In April 2016, the patient was brought to the emergency department complaining of severe abdominal pain with vomiting since the day before and valproate level was 179 μg/mL (>150 μg/mL is considered toxic). The impression was that the patient had experienced acute pancreatitis due to valproate; he was given nothing orally and started on dextrose normal saline 250 ml/hour. Several laboratory tests were requested, and the patient was shifted to the ICU with daily laboratory tests, i.e., complete blood count, C-reactive protein, renal function tests, liver function tests, prothrombin time, calcium level, magnesium levels, and venous blood gases. The patient had no social history of alcohol abuse, no history of accident or illnesses that could affect the pancreas. Multi-slice CT (computed tomography) scan of the abdomen and pelvis after IV contrast administration was carried out. The pancreas appeared bulky with homogenous enhancement surrounded by fluid densities in the lesser sac and pararenal spaces.

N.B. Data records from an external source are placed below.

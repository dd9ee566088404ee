//! Portfolio project routes

use axum::{
    extract::{Path, State},
    response::IntoResponse,
    Json,
};
use std::sync::Arc;
use uuid::Uuid;

use crate::api::{ApiJson, ApiQuery, Created, DataResponse, MessageResponse};
use crate::app::AppState;
use crate::auth::RequireAdmin;
use crate::domain::{CreateProjectRequest, ProjectListQuery, UpdateProjectRequest};
use crate::error::ApiError;
use crate::store::{self, clamp_limit};
use crate::validate;

/// GET /projects
///
/// Public portfolio listing, newest first. `featured` and `type` narrow the
/// result; omitting a filter returns everything.
pub async fn list_projects(
    State(state): State<Arc<AppState>>,
    ApiQuery(query): ApiQuery<ProjectListQuery>,
) -> Result<impl IntoResponse, ApiError> {
    let projects = store::projects::list(
        &state.db,
        query.featured,
        query.project_type,
        clamp_limit(query.limit),
    )
    .await?;
    Ok(Json(DataResponse::new(projects)))
}

/// GET /projects/:project_id
pub async fn get_project(
    State(state): State<Arc<AppState>>,
    Path(project_id): Path<Uuid>,
) -> Result<impl IntoResponse, ApiError> {
    let project = store::projects::get(&state.db, project_id)
        .await?
        .ok_or_else(|| ApiError::not_found("Project not found"))?;
    Ok(Json(DataResponse::new(project)))
}

/// POST /projects
pub async fn create_project(
    State(state): State<Arc<AppState>>,
    admin: RequireAdmin,
    ApiJson(mut req): ApiJson<CreateProjectRequest>,
) -> Result<impl IntoResponse, ApiError> {
    validate::validate_project(&mut req).map_err(ApiError::validation)?;

    let project = store::projects::create(&state.db, &req).await?;

    tracing::info!(
        project_id = %project.id,
        title = %project.title,
        admin = %admin.auth.email,
        "Project created"
    );

    Ok(Created(DataResponse::new(project)))
}

/// PUT /projects/:project_id
///
/// Partial update; absent fields keep their stored values.
pub async fn update_project(
    State(state): State<Arc<AppState>>,
    admin: RequireAdmin,
    Path(project_id): Path<Uuid>,
    ApiJson(mut req): ApiJson<UpdateProjectRequest>,
) -> Result<impl IntoResponse, ApiError> {
    if req.is_empty() {
        return Err(ApiError::bad_request("No fields to update"));
    }
    validate::validate_project_update(&mut req).map_err(ApiError::validation)?;

    let project = store::projects::update(&state.db, project_id, &req)
        .await?
        .ok_or_else(|| ApiError::not_found("Project not found"))?;

    tracing::info!(
        project_id = %project_id,
        admin = %admin.auth.email,
        "Project updated"
    );

    Ok(Json(DataResponse::new(project)))
}

/// DELETE /projects/:project_id
pub async fn delete_project(
    State(state): State<Arc<AppState>>,
    admin: RequireAdmin,
    Path(project_id): Path<Uuid>,
) -> Result<impl IntoResponse, ApiError> {
    let deleted = store::projects::delete(&state.db, project_id).await?;
    if !deleted {
        return Err(ApiError::not_found("Project not found"));
    }

    tracing::info!(
        project_id = %project_id,
        admin = %admin.auth.email,
        "Project deleted"
    );

    Ok(Json(MessageResponse::new("Project deleted")))
}

/// GET /gallery
///
/// The standalone gallery was folded into project image sequences.
pub async fn gallery_gone() -> ApiError {
    ApiError::Gone("The gallery endpoint has been removed; use /projects instead".to_string())
}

Moderate ascites was also observed throughout the peritoneal recesses. There were no definite masses or collections, bilateral moderate pleural effusion associated with passive lower lung lobes collapse, intra-hepatic or extra-hepatic biliary radicles dilatation. The liver was of average size with homogenous CT texture, no focal lesions or contour irregularities. Other findings were patent homogenously enhancing portal vein (main branches as well as its main tributaries), normal size and parenchymal texture of the spleen with no focal lesions, normal sized both kidneys with no stones or back-pressure changes, normal appearance of aorta, inferior vena cava and both suprarenal, smooth filling of the urinary bladder with no filling defects or diverticular out pouching. Based on the clinical opinion, the CT findings were concurrent with interstitial pancreatitis.
Since the patient had a previous history of status epilepticus which was difficult to control, to try to prevent new seizures in the presence of valproate-induced pancreatitis, valproate was put on hold and lamotrigine was reduced to 50 mg twice daily since it is known that lamotrigine increases valporic acid level. He was continued on intravenous levetiracetam 1500 mg bid, clonazepam 0.5 mg orally once. Hypokalemia was treated with calcium gluconate 2 g IV thrice daily; phosphorous, calcium, and magnesium levels were continuously monitored. Two days later, the patient experienced frequent generalized myoclonic jerks and was started on diazepam IV and phenytoin 100 mg thrice daily. To control the seizures, the patient was given the following: lamotrigine increased to 100 mg bid, continued with levitracetam 1500 mg; phenytoin level was measured, and after 4 days, the phenytoin dose was tapered. On discharge, the patient was prescribed lamotrigine 100 mg twice daily, clonazepam 1 mg thrice daily, and the initial dose of ethosuximide 10 mg/kg/day (increased to 20–30 mg/kg/day, if required with a discussion with family).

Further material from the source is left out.